Insider trading is often not worth the cost
Andrew Willis

Why do they do it?

Again and again, we've seen professionals entrusted by their clients with confidential information turn around and abuse their privileged positions by trading on their inside knowledge. And again and again, these people get caught. Now we have a juicy insider trading scandal unfolding at RBC Dominion Securities Inc.

Most times, the insider traders end up without much money in their back pockets — that seems to be the case here. Even those who made millions off swapping inside tips — the Marty Siegels, Ivan Boeskys and Dennis Levines — find the money pales in comparison to jail time and the cost of a career that goes up in smoke.

Wall Street's 1980s hall of shame is populated by takeover specialists such as Messrs. Levine, Boesky and Siegel who thought that they were so clever, their questionable personal trading would never be caught by regulators. They were proven wrong, as offshore bank accounts and a web of tipping were all exposed in an experience that, in retrospect, probably provided a healthy lesson in morality for the Street, along with some terrific books.

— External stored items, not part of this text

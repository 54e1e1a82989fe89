//! Job reconciliation engine.
//!
//! Converges a project's desired state (every scene gets a video, then one
//! composed final cut) against externally-hosted, webhook-or-poll-driven
//! generation runs. This crate provides:
//! - Submission: ensure a generation job is in flight per uncovered scene
//! - Completion: idempotent application of success/failure signals from
//!   either delivery path
//! - Correlation: scene↔job matching with content and positional fallbacks
//! - Reconciliation passes with staleness sweeping and bounded retries
//! - Compose finalization with cost/duration rollup

pub mod completion;
pub mod compose;
pub mod config;
pub mod correlate;
pub mod engine;
pub mod error;
pub mod progress;
pub mod reconcile;
pub mod submission;

pub use completion::CompletionOutcome;
pub use compose::ComposeFinalization;
pub use config::EngineConfig;
pub use correlate::{resolve_scene, SceneMatch};
pub use engine::ReconcileEngine;
pub use error::{EngineError, EngineResult};
pub use progress::{compute_progress, rollup_totals};
pub use reconcile::ReconcileOutcome;
pub use submission::SubmissionReport;

#[cfg(test)]
mod tests;
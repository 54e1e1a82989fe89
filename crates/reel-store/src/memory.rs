//! In-memory store backed by `tokio::sync::RwLock`.
//!
//! Used by the API binary in single-node deployments and by every engine
//! test. Record-level conditional updates hold the map's write lock for the
//! whole read-decide-write step, which is what gives `update_job_if` its
//! atomicity.

use std::collections::HashMap;
use std::sync::Arc;

use async_trait::async_trait;
use tokio::sync::RwLock;
use tracing::debug;

use reel_models::{Job, JobId, JobKind, Project, ProjectId, RunRef};

use crate::error::{StoreError, StoreResult};
use crate::store::{JobMutation, JobStore, JobUpdate, ProjectStore};

/// In-memory project + job store.
#[derive(Clone, Default)]
pub struct MemoryStore {
    projects: Arc<RwLock<HashMap<ProjectId, Project>>>,
    jobs: Arc<RwLock<HashMap<JobId, Job>>>,
}

impl MemoryStore {
    pub fn new() -> Self {
        Self::default()
    }
}

#[async_trait]
impl ProjectStore for MemoryStore {
    async fn get_project(&self, id: &ProjectId) -> StoreResult<Option<Project>> {
        Ok(self.projects.read().await.get(id).cloned())
    }

    async fn insert_project(&self, project: &Project) -> StoreResult<()> {
        let mut projects = self.projects.write().await;
        if projects.contains_key(&project.id) {
            return Err(StoreError::already_exists(project.id.as_str()));
        }
        projects.insert(project.id.clone(), project.clone());
        debug!(project_id = %project.id, "inserted project");
        Ok(())
    }

    async fn update_project(&self, project: &Project) -> StoreResult<()> {
        let mut projects = self.projects.write().await;
        if !projects.contains_key(&project.id) {
            return Err(StoreError::not_found(project.id.as_str()));
        }
        projects.insert(project.id.clone(), project.clone());
        Ok(())
    }

    async fn delete_project(&self, id: &ProjectId) -> StoreResult<()> {
        self.projects.write().await.remove(id);
        Ok(())
    }
}

#[async_trait]
impl JobStore for MemoryStore {
    async fn get_job(&self, id: &JobId) -> StoreResult<Option<Job>> {
        Ok(self.jobs.read().await.get(id).cloned())
    }

    async fn insert_job(&self, job: &Job) -> StoreResult<()> {
        let mut jobs = self.jobs.write().await;
        if jobs.contains_key(&job.id) {
            return Err(StoreError::already_exists(job.id.as_str()));
        }
        jobs.insert(job.id.clone(), job.clone());
        debug!(job_id = %job.id, kind = %job.kind, "inserted job");
        Ok(())
    }

    async fn update_job(&self, job: &Job) -> StoreResult<()> {
        let mut jobs = self.jobs.write().await;
        if !jobs.contains_key(&job.id) {
            return Err(StoreError::not_found(job.id.as_str()));
        }
        jobs.insert(job.id.clone(), job.clone());
        Ok(())
    }

    async fn update_job_if(&self, id: &JobId, apply: JobMutation<'_>) -> StoreResult<JobUpdate> {
        let mut jobs = self.jobs.write().await;
        let job = jobs
            .get_mut(id)
            .ok_or_else(|| StoreError::not_found(id.as_str()))?;

        let mut candidate = job.clone();
        if apply(&mut candidate) {
            *job = candidate.clone();
            Ok(JobUpdate::Applied(candidate))
        } else {
            Ok(JobUpdate::Skipped(job.clone()))
        }
    }

    async fn find_by_run_ref(&self, run_ref: &RunRef) -> StoreResult<Option<Job>> {
        Ok(self
            .jobs
            .read()
            .await
            .values()
            .find(|j| j.run_ref.as_ref() == Some(run_ref))
            .cloned())
    }

    async fn list_jobs(
        &self,
        project_id: &ProjectId,
        kind: Option<JobKind>,
    ) -> StoreResult<Vec<Job>> {
        let jobs = self.jobs.read().await;
        let mut matching: Vec<Job> = jobs
            .values()
            .filter(|j| &j.project_id == project_id)
            .filter(|j| kind.map_or(true, |k| j.kind == k))
            .cloned()
            .collect();
        matching.sort_by(|a, b| a.created_at.cmp(&b.created_at).then(a.id.0.cmp(&b.id.0)));
        Ok(matching)
    }

    async fn delete_jobs_for_project(&self, project_id: &ProjectId) -> StoreResult<()> {
        self.jobs
            .write()
            .await
            .retain(|_, j| &j.project_id != project_id);
        Ok(())
    }
}

#[cfg(test)]
mod tests {
    use super::*;
    use reel_models::JobStatus;

    #[tokio::test]
    async fn test_project_roundtrip() {
        let store = MemoryStore::new();
        let project = Project::new("sess-1", "desk lamp ad");

        store.insert_project(&project).await.unwrap();
        assert!(store.insert_project(&project).await.is_err());

        let fetched = store.get_project(&project.id).await.unwrap().unwrap();
        assert_eq!(fetched.product_prompt, "desk lamp ad");

        store.delete_project(&project.id).await.unwrap();
        assert!(store.get_project(&project.id).await.unwrap().is_none());
    }

    #[tokio::test]
    async fn test_find_by_run_ref() {
        let store = MemoryStore::new();
        let mut job = Job::new_video_gen(ProjectId::from("proj-1"));
        job.start(RunRef::from("run-42"));
        store.insert_job(&job).await.unwrap();

        let found = store
            .find_by_run_ref(&RunRef::from("run-42"))
            .await
            .unwrap()
            .unwrap();
        assert_eq!(found.id, job.id);
        assert!(store
            .find_by_run_ref(&RunRef::from("run-missing"))
            .await
            .unwrap()
            .is_none());
    }

    #[tokio::test]
    async fn test_conditional_update_skips_terminal() {
        let store = MemoryStore::new();
        let mut job = Job::new_video_gen(ProjectId::from("proj-1"));
        job.succeed(vec!["https://cdn.example/a.mp4".into()], None, None);
        store.insert_job(&job).await.unwrap();

        let outcome = store
            .update_job_if(&job.id, &|j| {
                if j.is_terminal() {
                    return false;
                }
                j.fail("should never apply");
                true
            })
            .await
            .unwrap();

        assert!(!outcome.was_applied());
        assert_eq!(outcome.into_job().status, JobStatus::Success);
    }

    #[tokio::test]
    async fn test_list_jobs_creation_order_and_kind_filter() {
        let store = MemoryStore::new();
        let project_id = ProjectId::from("proj-1");

        let mut first = Job::new_video_gen(project_id.clone());
        first.created_at = chrono::Utc::now() - chrono::Duration::seconds(10);
        let second = Job::new_video_gen(project_id.clone());
        let compose = Job::new_compose(project_id.clone());

        store.insert_job(&second).await.unwrap();
        store.insert_job(&first).await.unwrap();
        store.insert_job(&compose).await.unwrap();

        let video_jobs = store
            .list_jobs(&project_id, Some(JobKind::VideoGen))
            .await
            .unwrap();
        assert_eq!(video_jobs.len(), 2);
        assert_eq!(video_jobs[0].id, first.id);

        let all = store.list_jobs(&project_id, None).await.unwrap();
        assert_eq!(all.len(), 3);

        store.delete_jobs_for_project(&project_id).await.unwrap();
        assert!(store.list_jobs(&project_id, None).await.unwrap().is_empty());
    }
}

The morality play is now coming to a Canadian stage, with only the identities of the principal actors still in doubt.

Over the past week, RBC Dominion's compliance department started putting together the pieces of an illegal trading puzzle.

Offshore accounts, from a financial institution in the Bahamas, used the dealer to buy shares in a thinly traded stock.

Shortly after, the company was taken over in a transaction that featured RBC Dominion as an adviser. Someone, it's not clear just who, got suspicious. They started pulling records. And a pattern emerged.

In more than a dozen instances over a prolonged period — some sources say up to 20 deals — the same offshore accounts had used RBC Dominion to buy stock just ahead of takeovers that featured the same dealer as an adviser — it is one of Canada's strongest mergers and acquisitions advisers.

The investments weren't huge — sources say they amounted to tens of thousands of dollars per trade — but the pattern raised eyebrows. Either someone had developed a prescient ability to pick takeover targets, or there was a leak.

These puzzle pieces were assembled late last Thursday on the desk of RBC Dominion chief executive officer Chuck Winograd. The next morning, he and chairman Tony Fell walked up to the Ontario Securities Commission and laid out the picture. Forensic accountants were hired by the investment dealer to work with market regulators on tracing just who has this hot hand.

RBC Dominion decided to go public with the problem yesterday in large part because it wanted to stomp out the possibility of any insider trading in the stock of other clients. Executives with the firm said shedding light on the suspicious trading wouldn't hamper an investigation, but should halt the tipper in his or her tracks.

It's not at all clear that someone from RBC Dominion's ranks is at fault here — though God help the individual if they are at the dealer and partners catch on while the culprit is still on the premises.

For all the secrecy that surrounds merger and acquisition activity, the circle of those in the know on big deals can be quite large. In addition to investment bankers, you've got lawyers and accountants. Then there are outside players: media consultants, security guards, janitors, printing plant workers. The latter were a source of tips in the 1980s Wall Street scandals.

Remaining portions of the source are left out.